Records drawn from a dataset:
★ ★ ★
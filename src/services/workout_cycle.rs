//! Deterministic weekly workout templates keyed by goal and training
//! frequency. A static lookup, not a search.

use crate::models::{CardioBlock, ExerciseSpec, GoalType, WorkoutSpec};

/// Goal-specific bounds for training days per week.
fn frequency_bounds(goal: GoalType) -> (i32, i32) {
    match goal {
        GoalType::Gain => (4, 6),
        GoalType::Maintain | GoalType::Lose => (3, 4),
    }
}

const DEFAULT_DAYS_PER_WEEK: i32 = 4;

/// Validates an explicit frequency preference against the overall 2–6
/// window and the goal band; anything else resets to the goal default.
pub fn validated_days_per_week(goal: GoalType, preference: Option<i32>) -> i32 {
    let (low, high) = frequency_bounds(goal);
    match preference {
        Some(days) if (2..=6).contains(&days) && (low..=high).contains(&days) => days,
        _ => DEFAULT_DAYS_PER_WEEK,
    }
}

/// Builds the repeating cycle for a goal. Slicing keeps template order:
/// the first `days_per_week` training slots are taken in sequence and the
/// cycle closes with a single rest day; asking for the template's full
/// training complement returns the whole 7-slot week, rest days included.
pub fn weekly_cycle(goal: GoalType, preference: Option<i32>) -> Vec<WorkoutSpec> {
    let days = validated_days_per_week(goal, preference);
    let template = weekly_template(goal);
    let training: Vec<&WorkoutSpec> = template.iter().filter(|w| !w.is_rest_day()).collect();

    if days as usize == training.len() {
        return template.clone();
    }

    let mut cycle: Vec<WorkoutSpec> = (0..days as usize)
        .map(|i| training[i % training.len()].clone())
        .collect();
    cycle.push(WorkoutSpec::rest_day());
    cycle.truncate(7);
    cycle
}

/// Fixed 7-slot weekly template for a goal.
pub fn weekly_template(goal: GoalType) -> &'static Vec<WorkoutSpec> {
    use std::sync::OnceLock;
    static GAIN: OnceLock<Vec<WorkoutSpec>> = OnceLock::new();
    static MAINTAIN: OnceLock<Vec<WorkoutSpec>> = OnceLock::new();
    static LOSE: OnceLock<Vec<WorkoutSpec>> = OnceLock::new();

    match goal {
        GoalType::Gain => GAIN.get_or_init(|| {
            vec![
                upper_strength("Upper Body Strength A"),
                lower_strength("Lower Body Strength A"),
                WorkoutSpec::rest_day(),
                upper_strength("Upper Body Strength B"),
                lower_strength("Lower Body Strength B"),
                full_body_hypertrophy(),
                WorkoutSpec::rest_day(),
            ]
        }),
        GoalType::Maintain => MAINTAIN.get_or_init(|| {
            vec![
                full_body_strength("Full-Body Strength A"),
                steady_state_cardio(),
                WorkoutSpec::rest_day(),
                full_body_strength("Full-Body Strength B"),
                cardio_intervals(),
                WorkoutSpec::rest_day(),
                WorkoutSpec::rest_day(),
            ]
        }),
        GoalType::Lose => LOSE.get_or_init(|| {
            vec![
                full_body_strength("Full-Body Strength A"),
                cardio_intervals(),
                full_body_strength("Full-Body Strength B"),
                steady_state_cardio(),
                full_body_strength("Full-Body Strength C"),
                WorkoutSpec::rest_day(),
                WorkoutSpec::rest_day(),
            ]
        }),
    }
}

fn upper_strength(label: &str) -> WorkoutSpec {
    WorkoutSpec {
        label: label.to_string(),
        exercises: vec![
            ExerciseSpec::new("Barbell Bench Press", 4, 8, 8.0),
            ExerciseSpec::new("Barbell Row", 4, 8, 8.0),
            ExerciseSpec::new("Overhead Press", 3, 10, 7.5),
            ExerciseSpec::new("Lat Pulldown", 3, 10, 7.5),
        ],
        cardio: None,
    }
}

fn lower_strength(label: &str) -> WorkoutSpec {
    WorkoutSpec {
        label: label.to_string(),
        exercises: vec![
            ExerciseSpec::new("Back Squat", 4, 8, 8.0),
            ExerciseSpec::new("Romanian Deadlift", 4, 8, 8.0),
            ExerciseSpec::new("Walking Lunge", 3, 12, 7.0),
        ],
        cardio: None,
    }
}

fn full_body_hypertrophy() -> WorkoutSpec {
    WorkoutSpec {
        label: "Full-Body Hypertrophy".to_string(),
        exercises: vec![
            ExerciseSpec::new("Goblet Squat", 3, 12, 7.0),
            ExerciseSpec::new("Incline Dumbbell Press", 3, 12, 7.0),
            ExerciseSpec::new("Seated Cable Row", 3, 12, 7.0),
            ExerciseSpec::new("Dumbbell Romanian Deadlift", 3, 12, 7.0),
        ],
        cardio: None,
    }
}

fn full_body_strength(label: &str) -> WorkoutSpec {
    WorkoutSpec {
        label: label.to_string(),
        exercises: vec![
            ExerciseSpec::new("Back Squat", 3, 8, 8.0),
            ExerciseSpec::new("Barbell Bench Press", 3, 8, 8.0),
            ExerciseSpec::new("Barbell Row", 3, 8, 8.0),
            ExerciseSpec::new("Romanian Deadlift", 3, 10, 7.5),
        ],
        cardio: None,
    }
}

fn cardio_intervals() -> WorkoutSpec {
    WorkoutSpec {
        label: "Cardio Intervals".to_string(),
        exercises: Vec::new(),
        cardio: Some(CardioBlock::new("intervals", 25)),
    }
}

fn steady_state_cardio() -> WorkoutSpec {
    WorkoutSpec {
        label: "Steady-State Cardio".to_string(),
        exercises: Vec::new(),
        cardio: Some(CardioBlock::new("steady-state", 40)),
    }
}

#[cfg(test)]
mod tests {
    use super::*;

    #[test]
    fn default_lose_cycle_has_five_slots() {
        let cycle = weekly_cycle(GoalType::Lose, None);
        assert_eq!(cycle.len(), 5);
        assert_eq!(cycle.iter().filter(|w| !w.is_rest_day()).count(), 4);
        assert!(cycle.last().unwrap().is_rest_day());
    }

    #[test]
    fn full_training_complement_returns_whole_week() {
        // The gain template carries five training slots
        let gain_full = weekly_cycle(GoalType::Gain, Some(5));
        assert_eq!(gain_full.len(), 7);
        assert_eq!(gain_full.iter().filter(|w| w.is_rest_day()).count(), 2);
    }

    #[test]
    fn out_of_band_preference_resets_to_default() {
        // 6 days is outside the lose band (3–4)
        let cycle = weekly_cycle(GoalType::Lose, Some(6));
        assert_eq!(cycle.len(), 5);
        // 1 day is outside the overall 2–6 window
        let gain = weekly_cycle(GoalType::Gain, Some(1));
        assert_eq!(gain.iter().filter(|w| !w.is_rest_day()).count(), 4);
    }

    #[test]
    fn six_day_gain_cycle_wraps_the_training_pool() {
        let cycle = weekly_cycle(GoalType::Gain, Some(6));
        assert_eq!(cycle.len(), 7);
        assert_eq!(cycle.iter().filter(|w| !w.is_rest_day()).count(), 6);
        // Sixth slot wraps back to the first training day
        assert_eq!(cycle[5].label, cycle[0].label);
    }

    #[test]
    fn generation_is_deterministic() {
        assert_eq!(
            weekly_cycle(GoalType::Maintain, Some(3)),
            weekly_cycle(GoalType::Maintain, Some(3))
        );
    }
}
use axum::response::Json;
use serde_json::{json, Value};

pub async fn health_check() -> Json<Value> {
    Json(json!({
        "status": "ok",
        "service": "fit-coach",
    }))
}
★ ★ ★
About this task: Begin at the line above that has "rest days included." and stop after the line that has "use std::sync::OnceLock;", copying each line exactly and adding nothing else.

Solution to the problem:
/// training complement returns the whole 7-slot week, rest days included.
pub fn weekly_cycle(goal: GoalType, preference: Option<i32>) -> Vec<WorkoutSpec> {
    let days = validated_days_per_week(goal, preference);
    let template = weekly_template(goal);
    let training: Vec<&WorkoutSpec> = template.iter().filter(|w| !w.is_rest_day()).collect();

    if days as usize == training.len() {
        return template.clone();
    }

    let mut cycle: Vec<WorkoutSpec> = (0..days as usize)
        .map(|i| training[i % training.len()].clone())
        .collect();
    cycle.push(WorkoutSpec::rest_day());
    cycle.truncate(7);
    cycle
}

/// Fixed 7-slot weekly template for a goal.
pub fn weekly_template(goal: GoalType) -> &'static Vec<WorkoutSpec> {
    use std::sync::OnceLock;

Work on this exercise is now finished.